GOAL OF THE EXERCISE —
Find the string "Deserialize" in the data, and copy out each line that has it.

TASK MATERIAL —
------------------------------------

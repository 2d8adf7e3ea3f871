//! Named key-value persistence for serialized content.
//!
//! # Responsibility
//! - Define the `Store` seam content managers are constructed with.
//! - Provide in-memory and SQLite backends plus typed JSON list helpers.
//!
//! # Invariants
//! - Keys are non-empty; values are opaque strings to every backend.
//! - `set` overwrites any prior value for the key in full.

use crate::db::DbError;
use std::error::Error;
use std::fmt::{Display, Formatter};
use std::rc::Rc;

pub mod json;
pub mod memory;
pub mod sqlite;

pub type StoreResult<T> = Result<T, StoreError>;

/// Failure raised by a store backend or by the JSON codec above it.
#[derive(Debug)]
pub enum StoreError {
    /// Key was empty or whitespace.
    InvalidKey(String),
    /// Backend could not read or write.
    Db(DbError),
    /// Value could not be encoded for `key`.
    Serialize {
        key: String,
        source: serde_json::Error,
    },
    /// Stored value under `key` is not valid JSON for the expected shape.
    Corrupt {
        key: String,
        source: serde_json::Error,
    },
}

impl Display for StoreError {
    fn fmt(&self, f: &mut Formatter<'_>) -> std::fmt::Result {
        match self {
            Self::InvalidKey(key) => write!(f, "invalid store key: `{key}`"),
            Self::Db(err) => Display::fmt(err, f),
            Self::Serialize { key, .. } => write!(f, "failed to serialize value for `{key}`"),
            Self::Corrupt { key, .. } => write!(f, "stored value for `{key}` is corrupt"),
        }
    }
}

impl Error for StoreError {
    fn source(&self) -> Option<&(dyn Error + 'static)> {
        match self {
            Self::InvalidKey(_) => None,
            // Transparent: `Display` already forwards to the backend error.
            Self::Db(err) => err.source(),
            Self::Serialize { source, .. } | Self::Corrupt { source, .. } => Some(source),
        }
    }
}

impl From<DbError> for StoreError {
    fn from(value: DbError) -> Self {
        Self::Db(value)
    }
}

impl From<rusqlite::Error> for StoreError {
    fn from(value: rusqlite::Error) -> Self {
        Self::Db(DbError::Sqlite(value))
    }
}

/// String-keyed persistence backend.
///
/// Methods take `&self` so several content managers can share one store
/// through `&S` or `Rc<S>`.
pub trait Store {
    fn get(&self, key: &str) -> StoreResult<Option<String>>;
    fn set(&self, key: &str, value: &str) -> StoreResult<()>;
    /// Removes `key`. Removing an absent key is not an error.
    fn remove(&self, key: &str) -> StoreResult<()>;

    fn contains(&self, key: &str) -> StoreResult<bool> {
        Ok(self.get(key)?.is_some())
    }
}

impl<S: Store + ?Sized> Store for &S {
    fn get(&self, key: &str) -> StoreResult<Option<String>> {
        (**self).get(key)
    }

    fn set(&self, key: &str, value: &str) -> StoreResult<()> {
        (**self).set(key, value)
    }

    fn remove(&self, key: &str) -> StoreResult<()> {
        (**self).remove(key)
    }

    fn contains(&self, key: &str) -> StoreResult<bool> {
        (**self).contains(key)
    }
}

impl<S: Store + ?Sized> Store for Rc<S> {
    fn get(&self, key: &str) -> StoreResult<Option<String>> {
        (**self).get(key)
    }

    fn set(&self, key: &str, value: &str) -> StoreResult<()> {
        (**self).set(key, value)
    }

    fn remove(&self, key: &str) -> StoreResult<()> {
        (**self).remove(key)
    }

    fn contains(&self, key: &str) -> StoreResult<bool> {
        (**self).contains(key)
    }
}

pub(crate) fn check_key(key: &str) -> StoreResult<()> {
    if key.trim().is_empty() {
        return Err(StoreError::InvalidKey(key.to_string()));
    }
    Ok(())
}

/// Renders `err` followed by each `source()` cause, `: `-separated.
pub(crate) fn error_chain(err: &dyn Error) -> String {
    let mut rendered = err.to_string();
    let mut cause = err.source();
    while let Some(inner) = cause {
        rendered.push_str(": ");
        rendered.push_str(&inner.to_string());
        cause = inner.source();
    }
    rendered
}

------------------------------------

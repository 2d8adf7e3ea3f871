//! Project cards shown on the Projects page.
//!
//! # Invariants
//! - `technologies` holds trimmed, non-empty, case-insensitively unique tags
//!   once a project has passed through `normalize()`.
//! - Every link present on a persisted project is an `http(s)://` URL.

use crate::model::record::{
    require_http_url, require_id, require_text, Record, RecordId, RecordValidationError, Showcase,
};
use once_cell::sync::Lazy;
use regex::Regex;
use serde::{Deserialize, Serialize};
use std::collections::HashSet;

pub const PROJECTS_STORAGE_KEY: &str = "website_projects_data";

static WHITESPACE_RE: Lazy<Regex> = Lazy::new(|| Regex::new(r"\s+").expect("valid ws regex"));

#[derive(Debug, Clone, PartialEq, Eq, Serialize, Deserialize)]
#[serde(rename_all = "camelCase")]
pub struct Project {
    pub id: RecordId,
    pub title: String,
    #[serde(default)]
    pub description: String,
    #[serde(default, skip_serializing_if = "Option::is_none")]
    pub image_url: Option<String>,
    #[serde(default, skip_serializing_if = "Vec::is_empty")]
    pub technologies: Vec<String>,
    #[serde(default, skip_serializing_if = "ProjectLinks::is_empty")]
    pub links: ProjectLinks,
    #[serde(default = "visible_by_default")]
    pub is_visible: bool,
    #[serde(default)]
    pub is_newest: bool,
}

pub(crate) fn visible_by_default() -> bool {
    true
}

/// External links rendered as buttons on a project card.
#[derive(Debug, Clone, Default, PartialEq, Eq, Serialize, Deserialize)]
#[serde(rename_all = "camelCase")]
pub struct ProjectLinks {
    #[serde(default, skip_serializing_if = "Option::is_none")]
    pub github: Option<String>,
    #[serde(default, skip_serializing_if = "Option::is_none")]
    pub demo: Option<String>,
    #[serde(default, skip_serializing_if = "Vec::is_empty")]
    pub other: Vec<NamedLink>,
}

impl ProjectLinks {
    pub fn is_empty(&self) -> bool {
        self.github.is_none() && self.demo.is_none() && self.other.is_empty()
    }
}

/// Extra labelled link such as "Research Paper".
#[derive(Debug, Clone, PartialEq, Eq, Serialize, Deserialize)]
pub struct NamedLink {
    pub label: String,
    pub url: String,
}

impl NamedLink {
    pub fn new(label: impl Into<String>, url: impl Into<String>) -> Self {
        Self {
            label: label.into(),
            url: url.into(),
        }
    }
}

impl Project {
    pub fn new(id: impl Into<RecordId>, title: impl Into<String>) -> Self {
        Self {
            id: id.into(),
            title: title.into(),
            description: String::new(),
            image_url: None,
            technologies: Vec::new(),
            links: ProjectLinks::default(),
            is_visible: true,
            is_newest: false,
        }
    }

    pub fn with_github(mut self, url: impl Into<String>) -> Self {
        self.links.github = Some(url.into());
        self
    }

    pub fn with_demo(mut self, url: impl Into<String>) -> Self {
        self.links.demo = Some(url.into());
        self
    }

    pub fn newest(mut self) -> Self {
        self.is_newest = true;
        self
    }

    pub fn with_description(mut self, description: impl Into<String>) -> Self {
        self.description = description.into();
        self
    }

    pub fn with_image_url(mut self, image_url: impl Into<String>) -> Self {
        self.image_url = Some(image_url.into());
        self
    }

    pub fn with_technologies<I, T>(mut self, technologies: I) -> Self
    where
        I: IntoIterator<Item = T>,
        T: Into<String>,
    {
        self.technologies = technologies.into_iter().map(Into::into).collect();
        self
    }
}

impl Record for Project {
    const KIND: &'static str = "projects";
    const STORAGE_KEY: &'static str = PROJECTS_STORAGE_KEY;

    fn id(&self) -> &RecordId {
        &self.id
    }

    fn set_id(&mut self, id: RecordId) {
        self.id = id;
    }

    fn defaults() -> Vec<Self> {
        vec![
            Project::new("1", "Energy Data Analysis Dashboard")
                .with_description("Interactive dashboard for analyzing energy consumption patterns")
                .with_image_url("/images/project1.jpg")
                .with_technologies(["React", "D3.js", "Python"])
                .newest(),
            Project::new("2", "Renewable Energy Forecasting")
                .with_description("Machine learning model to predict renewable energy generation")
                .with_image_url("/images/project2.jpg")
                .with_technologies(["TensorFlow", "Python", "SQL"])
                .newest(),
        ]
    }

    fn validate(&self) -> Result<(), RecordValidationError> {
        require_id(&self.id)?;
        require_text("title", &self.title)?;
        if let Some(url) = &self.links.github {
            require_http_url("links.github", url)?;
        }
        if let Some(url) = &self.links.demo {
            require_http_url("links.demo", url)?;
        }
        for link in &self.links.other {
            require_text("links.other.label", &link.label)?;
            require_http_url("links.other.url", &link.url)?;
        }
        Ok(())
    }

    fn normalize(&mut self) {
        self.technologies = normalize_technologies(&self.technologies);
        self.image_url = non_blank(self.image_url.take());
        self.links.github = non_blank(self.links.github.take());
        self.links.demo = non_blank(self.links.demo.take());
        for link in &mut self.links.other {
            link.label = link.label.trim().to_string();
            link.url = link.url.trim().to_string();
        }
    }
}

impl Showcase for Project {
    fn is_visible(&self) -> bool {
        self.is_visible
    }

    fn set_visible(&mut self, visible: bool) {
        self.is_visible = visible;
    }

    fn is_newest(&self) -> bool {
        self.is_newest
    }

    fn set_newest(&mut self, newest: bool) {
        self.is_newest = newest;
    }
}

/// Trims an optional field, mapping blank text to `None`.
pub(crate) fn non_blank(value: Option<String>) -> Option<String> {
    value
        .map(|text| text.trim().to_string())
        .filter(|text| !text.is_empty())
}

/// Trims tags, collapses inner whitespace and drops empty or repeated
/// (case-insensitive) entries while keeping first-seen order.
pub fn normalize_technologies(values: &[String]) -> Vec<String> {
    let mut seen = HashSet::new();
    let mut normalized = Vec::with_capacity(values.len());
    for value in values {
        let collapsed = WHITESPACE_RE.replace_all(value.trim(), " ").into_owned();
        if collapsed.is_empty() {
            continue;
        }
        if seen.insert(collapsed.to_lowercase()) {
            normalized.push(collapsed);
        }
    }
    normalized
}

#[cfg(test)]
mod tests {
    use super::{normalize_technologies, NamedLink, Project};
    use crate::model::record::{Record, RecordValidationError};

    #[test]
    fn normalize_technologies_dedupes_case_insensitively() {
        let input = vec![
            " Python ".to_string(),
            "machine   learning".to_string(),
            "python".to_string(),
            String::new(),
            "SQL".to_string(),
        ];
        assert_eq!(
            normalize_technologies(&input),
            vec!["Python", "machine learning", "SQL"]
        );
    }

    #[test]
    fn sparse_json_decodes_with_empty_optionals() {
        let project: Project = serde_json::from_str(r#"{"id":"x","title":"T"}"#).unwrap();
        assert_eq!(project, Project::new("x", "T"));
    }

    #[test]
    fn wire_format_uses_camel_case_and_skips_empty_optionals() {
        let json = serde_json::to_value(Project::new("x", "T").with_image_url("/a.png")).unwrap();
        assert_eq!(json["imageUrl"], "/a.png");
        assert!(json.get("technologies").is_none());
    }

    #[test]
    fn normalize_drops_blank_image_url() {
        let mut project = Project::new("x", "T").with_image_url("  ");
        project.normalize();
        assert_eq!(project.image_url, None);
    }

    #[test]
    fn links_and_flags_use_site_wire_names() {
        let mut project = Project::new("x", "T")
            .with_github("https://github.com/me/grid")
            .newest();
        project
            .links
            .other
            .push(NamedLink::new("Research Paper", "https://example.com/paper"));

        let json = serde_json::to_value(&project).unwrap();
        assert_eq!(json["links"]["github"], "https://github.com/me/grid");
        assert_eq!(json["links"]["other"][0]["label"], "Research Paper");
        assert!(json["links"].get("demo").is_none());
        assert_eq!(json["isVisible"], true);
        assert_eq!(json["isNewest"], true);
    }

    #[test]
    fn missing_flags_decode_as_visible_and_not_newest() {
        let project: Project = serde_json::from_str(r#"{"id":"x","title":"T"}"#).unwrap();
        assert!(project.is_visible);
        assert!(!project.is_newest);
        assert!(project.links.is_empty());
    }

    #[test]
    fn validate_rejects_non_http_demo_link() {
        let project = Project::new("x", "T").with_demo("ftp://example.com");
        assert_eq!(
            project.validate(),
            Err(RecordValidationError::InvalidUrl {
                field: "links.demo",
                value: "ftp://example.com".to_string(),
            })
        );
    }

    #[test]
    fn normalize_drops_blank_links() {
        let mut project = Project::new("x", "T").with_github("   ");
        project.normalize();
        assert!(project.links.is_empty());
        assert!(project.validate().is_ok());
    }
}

------------------------------------

SOLUTION BELOW —
use serde::{Deserialize, Serialize};
#[derive(Debug, Clone, PartialEq, Eq, Serialize, Deserialize)]
#[derive(Debug, Clone, Default, PartialEq, Eq, Serialize, Deserialize)]
#[derive(Debug, Clone, PartialEq, Eq, Serialize, Deserialize)]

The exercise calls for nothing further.